The NVIDIA DGX software stack is designed for maximized GPU-accelerated training performance and including the new RAPIDS framework to accelerate data science workflow. Adoption of new AI frameworks is simplified by the container model, supported by NVIDIA’s NGC container repository of GPU-optimized applications.

“Our customers are looking to scale up their data science infrastructure to help solve the challenges of AI data deployments,” says Charlie Boyle, Senior Director of DGX Systems at NVIDIA. “The power of the GPU-accelerated NVIDIA DGX-1, combined with IBM Spectrum Scale’s storage technology, gives data scientists a turnkey solution that brings together industry-leading compute and high-performance storage with proven results.”

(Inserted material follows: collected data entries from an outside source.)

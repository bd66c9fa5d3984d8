//! Non-fatal diagnostics collected while adapting a document.
//!
//! Warnings are a side channel: they never abort the pipeline. A single
//! [`WarningCollector`] is created per adapt run and handed by `&mut` to the
//! stages allowed to emit warnings.

use std::fmt;

use crate::constants::UNKNOWN_LINE;

/// An immutable diagnostic record attributed to a source location.
#[derive(Debug, Clone, PartialEq, Eq)]
pub struct Warning {
    /// Document the warning is attributed to.
    pub file: String,
    /// 1-based line, or [`UNKNOWN_LINE`] when the line is not known.
    pub line: i64,
    /// Directive that produced the warning; empty when not applicable.
    pub directive: String,
    /// Human-readable message.
    pub message: String,
}

impl Warning {
    /// Whether the warning carries a real line number.
    #[must_use]
    pub fn has_line(&self) -> bool {
        self.line != UNKNOWN_LINE
    }
}

impl fmt::Display for Warning {
    fn fmt(&self, f: &mut fmt::Formatter<'_>) -> fmt::Result {
        if self.directive.is_empty() {
            write!(f, "{}:{}: {}", self.file, self.line, self.message)
        } else {
            write!(f, "{}:{} ({}): {}", self.file, self.line, self.directive, self.message)
        }
    }
}

/// Accumulates warnings for one document.
#[derive(Debug, Clone)]
pub struct WarningCollector {
    filename: String,
    warnings: Vec<Warning>,
}

impl WarningCollector {
    /// Create an empty collector attributing warnings to `filename`.
    pub fn new(filename: impl Into<String>) -> Self {
        Self {
            filename: filename.into(),
            warnings: Vec::new(),
        }
    }

    /// Record a warning. Every warning is mirrored to the log.
    pub fn add(&mut self, line: i64, directive: impl Into<String>, message: impl Into<String>) {
        let warning = Warning {
            file: self.filename.clone(),
            line,
            directive: directive.into(),
            message: message.into(),
        };
        tracing::warn!("{}", warning);
        self.warnings.push(warning);
    }

    pub fn warnings(&self) -> &[Warning] {
        &self.warnings
    }

    pub fn is_empty(&self) -> bool {
        self.warnings.is_empty()
    }

    pub fn into_warnings(self) -> Vec<Warning> {
        self.warnings
    }
}

#[cfg(test)]
mod tests {
    use super::*;

    #[test]
    fn test_display_without_directive() {
        let mut collector = WarningCollector::new("./testdata/app.yaml");
        collector.add(UNKNOWN_LINE, "", "environment variable \"INVALID%\" cannot be used in template");

        let warnings = collector.into_warnings();
        assert_eq!(warnings.len(), 1);
        assert_eq!(
            warnings[0].to_string(),
            "./testdata/app.yaml:-1: environment variable \"INVALID%\" cannot be used in template"
        );
        assert!(!warnings[0].has_line());
    }

    #[test]
    fn test_display_with_directive() {
        let mut collector = WarningCollector::new("app.yaml");
        collector.add(12, "include", "skipped");

        assert_eq!(collector.warnings()[0].to_string(), "app.yaml:12 (include): skipped");
        assert!(collector.warnings()[0].has_line());
    }

    #[test]
    fn test_collector_preserves_order() {
        let mut collector = WarningCollector::new("f");
        assert!(collector.is_empty());
        collector.add(1, "", "first");
        collector.add(2, "", "second");

        let messages: Vec<_> = collector.warnings().iter().map(|w| w.message.as_str()).collect();
        assert_eq!(messages, vec!["first", "second"]);
    }
}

Updated for AI and flash, IBM Spectrum Scale provides the flexibility to fit into the extended data pipeline to help organizations meet their performance, economic and data governance requirements. Delivered in IBM Spectrum Storage for AI with NVIDIA as an integrated all-flash solution, it can also provide storage services across different storage choices, including AWS public cloud. IBM Spectrum Scale can share data with IBM Cloud Object Storage and tape with shared metadata services provided by IBM Spectrum Discover.

“The same storage innovations that are driving the fastest and smartest supercomputers in the world are now available to any data science team building high-performance AI model training infrastructure. Integrated by our joint channel partners, IBM Spectrum Storage for AI with NVIDIA DGX can get our clients started quickly and help to grow their AI, machine learning and deep learning projects.” says Sam Werner, VP Offering Management, IBM Software-Defined Storage.

AI data pipeline

IBM Storage has developed reference architectures and converged systems that our clients need with balanced configurations that can deliver performance and efficiency. Today, data scientists may start small, but the data will always grow. By choosing the right starting point, organizations can build an AI data pipeline where value and efficiency grows with volumes of data.

To learn more about IBM SpectrumAI with NVIDIA DGX, visit this webpage and join us for the February 19th webinar “Building your AI Data Pipeline with IBM Spectrum Storage for AI with NVIDIA DGX.”

This is the latest in a series of IBM Systems infrastructure solutions for AI that span covering solutions with IBM Power AC922, IBM PowerAI, IBM Spectrum Computing and the IBM Spectrum Storage portfolio. To learn more about the IBM infrastructure solutions for AI, visit the IBM Systems AI webpages, or start with the IBM Systems AI Infrastructure Reference Architecture.

[1] Source: IDC TECHNOLOGY SPOTLIGHT Sponsored by: IBM  #US43977818

[2] FIO data throughput testing of 120GB/s and AI workloads performance compared to the self-reported results of other NVIDIA RA business partners https://www.nvidia.com/en-us/data-center/dgx-reference-architecture/

[3] Winner of many awards, including 2017 Flash Memory Summit “Most Innovative Flash Memory Business Application.” and HPCwire Reader’s Choice awards 2018.

[4] IBM lab testing of IBM Spectrum Scale on 3 NVMe arrays using 1M random reads driven by FIO on 9 NVIDIA DGX-1 systems connected with Mellanox EDR Infiniband.